Keep in mind that your self- diagnosis might be wrong. I was convinced I had many other diseases that I did not have until I stumbled onto MG. If you are going to good doctors, they should not just tell you that your diagnosis is wrong, but they should be able to give you some ideas of what else could be the problem and what next steps to take. This is where going to good teaching hospitals could be helpful. Private practice doctors who spend five minutes with you won’t be good at coming up with rare diagnoses.

12.

Make sure you have a good therapist or psychiatrist. Yes, mental health issues could be playing a role! It does not mean that your problems are all in your head. However, the stress of having undiagnosed chronic pain is traumatic, and it helps to have a trained professional to talk through it with. Additionally, the stress of being ill can cause difficulties with sleep, which could make the pain situation worse. Psychiatrists may be able to prescribe some medications that help with both pain and anxiety.
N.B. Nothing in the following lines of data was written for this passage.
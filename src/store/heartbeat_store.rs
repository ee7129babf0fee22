//! Latest-value cache of heartbeats
//!
//! The store keeps exactly one heartbeat per monitor, the most recent one the
//! bridge received, together with the time the bridge received it. Upstream
//! timestamps are never trusted for staleness decisions.

use crate::events::{Heartbeat, MonitorId, Timestamp};
use std::collections::BTreeMap;

/// A heartbeat together with the bridge's receipt time
#[derive(Debug, Clone, PartialEq)]
pub struct StoredHeartbeat {
    pub heartbeat: Heartbeat,
    pub observed_at: Timestamp,
}

impl StoredHeartbeat {
    /// Time elapsed between the last observation and `now`
    pub fn age(&self, now: Timestamp) -> chrono::Duration {
        now - self.observed_at
    }
}

/// Last heartbeat per monitor id
///
/// Entries never expire and survive registry replacement; ids that drop out
/// of the registry simply stop being resolved.
#[derive(Debug, Default)]
pub struct HeartbeatStore {
    entries: BTreeMap<MonitorId, StoredHeartbeat>,
}

impl HeartbeatStore {
    pub fn new() -> Self {
        Self::default()
    }

    /// Overwrite the entry for `monitor_id`, stamping it with `now`
    pub fn record(&mut self, monitor_id: MonitorId, heartbeat: Heartbeat, now: Timestamp) {
        self.entries.insert(
            monitor_id,
            StoredHeartbeat {
                heartbeat,
                observed_at: now,
            },
        );
    }

    pub fn get(&self, monitor_id: MonitorId) -> Option<&StoredHeartbeat> {
        self.entries.get(&monitor_id)
    }

    /// Refresh the receipt time of an existing entry
    ///
    /// Returns `false` when there is nothing stored for the id.
    pub fn touch(&mut self, monitor_id: MonitorId, now: Timestamp) -> bool {
        match self.entries.get_mut(&monitor_id) {
            Some(entry) => {
                entry.observed_at = now;
                true
            }
            None => false,
        }
    }

    /// Stored ids in ascending order
    pub fn ids(&self) -> impl Iterator<Item = MonitorId> + '_ {
        self.entries.keys().copied()
    }

    pub fn len(&self) -> usize {
        self.entries.len()
    }

    pub fn is_empty(&self) -> bool {
        self.entries.is_empty()
    }
}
It also helps to be able to tell your doctor that you are getting mental health care and that your therapist believes that there is an undiagnosed medical component when the doctor tries to tell you it is all in your head. It could even help to have your therapist/mental health therapist call or write a letter to the medical doctors you are seeing.

13.

For more support, join patient chatrooms and support groups. Although it’s fine to lean on family members or friends, they can’t know what you are feeling. They aren’t in your body and haven’t experienced it for themselves. Unfortunately, if you look fine, they may think you are exaggerating, which is terribly frustrating. If you can, find people online who have gone through something similar, as they can support you. When I had my terrible reaction to the antibiotic Levaquin that lasted several years, I found three different people who had similar reactions to mine (two from online support groups and one from a friend of a friend.) I would rotate calling, messaging or emailing them when I started to panic that I was never going to get better. Hearing how bad they once were and how they made almost a full recovery made me feel a thousand times better and always got me out of panic mode. Talking to a family member who didn’t understand always made things worse. Figuring out who can relate to and support you and who can’t is essential. If you are panicking frequently, try to rotate who you lean on, so no one particular person gets burned out.